=== Section Start ===

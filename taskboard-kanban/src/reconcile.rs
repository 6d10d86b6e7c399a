//! Persistence Reconciler
//!
//! Turns a completed drop into exactly one `move_task` write and reconciles
//! the optimistic tree with its outcome. Write failures never propagate to
//! the gesture source as faults: they are recorded on the [`ErrorState`]
//! and, under [`MoveFailurePolicy::Restore`], the task goes back to where
//! the drag started. A failed write whose task has been claimed again by a
//! newer move or gesture, or has moved since, leaves the tree alone.

use crate::backend::BoardBackend;
use crate::config::MoveFailurePolicy;
use crate::context::{ErrorState, SharedStore};
use crate::drag::{DragOrigin, DropCommit};
use crate::error::{BoardError, Result};
use crate::store::BoardStore;
use crate::types::{BoardSnapshot, TaskId};
use std::sync::Arc;
use tracing::{error, info, warn};

pub struct Reconciler<B> {
    backend: Arc<B>,
    store: SharedStore,
    errors: ErrorState,
    policy: MoveFailurePolicy,
}

impl<B> Clone for Reconciler<B> {
    fn clone(&self) -> Self {
        Self {
            backend: Arc::clone(&self.backend),
            store: Arc::clone(&self.store),
            errors: self.errors.clone(),
            policy: self.policy,
        }
    }
}

impl<B: BoardBackend> Reconciler<B> {
    pub fn new(
        backend: Arc<B>,
        store: SharedStore,
        errors: ErrorState,
        policy: MoveFailurePolicy,
    ) -> Self {
        Self {
            backend,
            store,
            errors,
            policy,
        }
    }

    pub fn policy(&self) -> MoveFailurePolicy {
        self.policy
    }

    /// Write a drop to the backend.
    ///
    /// On success the optimistic tree already shows the move and is left
    /// alone. On failure the error is recorded, the tree is restored when
    /// the policy says so, and the classified error is returned.
    pub async fn commit_move(&self, commit: &DropCommit) -> Result<()> {
        let written = self
            .backend
            .move_task(&commit.task_id, &commit.column_id, commit.index)
            .await;

        match written {
            Ok(()) => {
                info!(
                    task_id = %commit.task_id,
                    column_id = %commit.column_id,
                    index = commit.index,
                    "committed move"
                );
                Ok(())
            }
            Err(source) => {
                let err = BoardError::write_failed("move task", source);
                error!(task_id = %commit.task_id, error = %err, "move was not persisted");
                self.errors.record(&err);
                if self.policy == MoveFailurePolicy::Restore {
                    self.roll_back(commit).await;
                }
                Err(err)
            }
        }
    }

    /// Undo a failed drop, unless the task has been claimed or moved since
    async fn roll_back(&self, commit: &DropCommit) -> bool {
        let mut store = self.store.write().await;
        if !store.is_latest_claim(&commit.task_id, commit.claim) {
            warn!(task_id = %commit.task_id, "failed move was superseded by a newer one, not restoring");
            return false;
        }

        let snapshot = store.current();
        let in_place = snapshot.locate_task(&commit.task_id).is_some_and(|(ci, index)| {
            snapshot.columns()[ci].id() == &commit.column_id && index == commit.index
        });
        if !in_place {
            warn!(task_id = %commit.task_id, "task moved after the failed drop, not restoring");
            return false;
        }

        self.restore_locked(&mut store, &commit.task_id, &commit.origin)
    }

    /// Put `task_id` back at `origin`. Returns false, with the reason
    /// recorded, when the task can no longer be placed there.
    pub async fn restore(&self, task_id: &TaskId, origin: &DragOrigin) -> bool {
        let mut store = self.store.write().await;
        self.restore_locked(&mut store, task_id, origin)
    }

    fn restore_locked(&self, store: &mut BoardStore, task_id: &TaskId, origin: &DragOrigin) -> bool {
        match restore_origin(store, task_id, origin) {
            Ok(_) => {
                info!(task_id = %task_id, column_id = %origin.column_id, index = origin.index, "restored task to drag origin");
                true
            }
            Err(err) => {
                warn!(task_id = %task_id, error = %err, "could not restore task");
                self.errors.record(&err);
                false
            }
        }
    }
}

/// Move `task_id`, wherever it is now, to `origin` (index clamped)
pub(crate) fn restore_origin(
    store: &mut BoardStore,
    task_id: &TaskId,
    origin: &DragOrigin,
) -> Result<Arc<BoardSnapshot>> {
    let current = store
        .current()
        .column_of(task_id)
        .cloned()
        .ok_or_else(|| BoardError::TaskNotFound {
            id: task_id.to_string(),
        })?;
    store.move_task_across_columns(task_id, &current, &origin.column_id, origin.index)
}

=== Section End ===

■ DIRECTIONS FOR THIS TASK
Transcribe all of the lines in the records precisely.

■ WRITTEN SOLUTION
filename taskboard-kanban/src/reconcile.rs
repository 6d10d86b6e7c399a
//! Persistence Reconciler
//!
//! Turns a completed drop into exactly one `move_task` write and reconciles
//! the optimistic tree with its outcome. Write failures never propagate to
//! the gesture source as faults: they are recorded on the [`ErrorState`]
//! and, under [`MoveFailurePolicy::Restore`], the task goes back to where
//! the drag started. A failed write whose task has been claimed again by a
//! newer move or gesture, or has moved since, leaves the tree alone.

use crate::backend::BoardBackend;
use crate::config::MoveFailurePolicy;
use crate::context::{ErrorState, SharedStore};
use crate::drag::{DragOrigin, DropCommit};
use crate::error::{BoardError, Result};
use crate::store::BoardStore;
use crate::types::{BoardSnapshot, TaskId};
use std::sync::Arc;
use tracing::{error, info, warn};

pub struct Reconciler<B> {
    backend: Arc<B>,
    store: SharedStore,
    errors: ErrorState,
    policy: MoveFailurePolicy,
}

impl<B> Clone for Reconciler<B> {
    fn clone(&self) -> Self {
        Self {
            backend: Arc::clone(&self.backend),
            store: Arc::clone(&self.store),
            errors: self.errors.clone(),
            policy: self.policy,
        }
    }
}

impl<B: BoardBackend> Reconciler<B> {
    pub fn new(
        backend: Arc<B>,
        store: SharedStore,
        errors: ErrorState,
        policy: MoveFailurePolicy,
    ) -> Self {
        Self {
            backend,
            store,
            errors,
            policy,
        }
    }

    pub fn policy(&self) -> MoveFailurePolicy {
        self.policy
    }

    /// Write a drop to the backend.
    ///
    /// On success the optimistic tree already shows the move and is left
    /// alone. On failure the error is recorded, the tree is restored when
    /// the policy says so, and the classified error is returned.
    pub async fn commit_move(&self, commit: &DropCommit) -> Result<()> {
        let written = self
            .backend
            .move_task(&commit.task_id, &commit.column_id, commit.index)
            .await;

        match written {
            Ok(()) => {
                info!(
                    task_id = %commit.task_id,
                    column_id = %commit.column_id,
                    index = commit.index,
                    "committed move"
                );
                Ok(())
            }
            Err(source) => {
                let err = BoardError::write_failed("move task", source);
                error!(task_id = %commit.task_id, error = %err, "move was not persisted");
                self.errors.record(&err);
                if self.policy == MoveFailurePolicy::Restore {
                    self.roll_back(commit).await;
                }
                Err(err)
            }
        }
    }

    /// Undo a failed drop, unless the task has been claimed or moved since
    async fn roll_back(&self, commit: &DropCommit) -> bool {
        let mut store = self.store.write().await;
        if !store.is_latest_claim(&commit.task_id, commit.claim) {
            warn!(task_id = %commit.task_id, "failed move was superseded by a newer one, not restoring");
            return false;
        }

        let snapshot = store.current();
        let in_place = snapshot.locate_task(&commit.task_id).is_some_and(|(ci, index)| {
            snapshot.columns()[ci].id() == &commit.column_id && index == commit.index
        });
        if !in_place {
            warn!(task_id = %commit.task_id, "task moved after the failed drop, not restoring");
            return false;
        }

        self.restore_locked(&mut store, &commit.task_id, &commit.origin)
    }

    /// Put `task_id` back at `origin`. Returns false, with the reason
    /// recorded, when the task can no longer be placed there.
    pub async fn restore(&self, task_id: &TaskId, origin: &DragOrigin) -> bool {
        let mut store = self.store.write().await;
        self.restore_locked(&mut store, task_id, origin)
    }

    fn restore_locked(&self, store: &mut BoardStore, task_id: &TaskId, origin: &DragOrigin) -> bool {
        match restore_origin(store, task_id, origin) {
            Ok(_) => {
                info!(task_id = %task_id, column_id = %origin.column_id, index = origin.index, "restored task to drag origin");
                true
            }
            Err(err) => {
                warn!(task_id = %task_id, error = %err, "could not restore task");
                self.errors.record(&err);
                false
            }
        }
    }
}

/// Move `task_id`, wherever it is now, to `origin` (index clamped)
pub(crate) fn restore_origin(
    store: &mut BoardStore,
    task_id: &TaskId,
    origin: &DragOrigin,
) -> Result<Arc<BoardSnapshot>> {
    let current = store
        .current()
        .column_of(task_id)
        .cloned()
        .ok_or_else(|| BoardError::TaskNotFound {
            id: task_id.to_string(),
        })?;
    store.move_task_across_columns(task_id, &current, &origin.column_id, origin.index)
}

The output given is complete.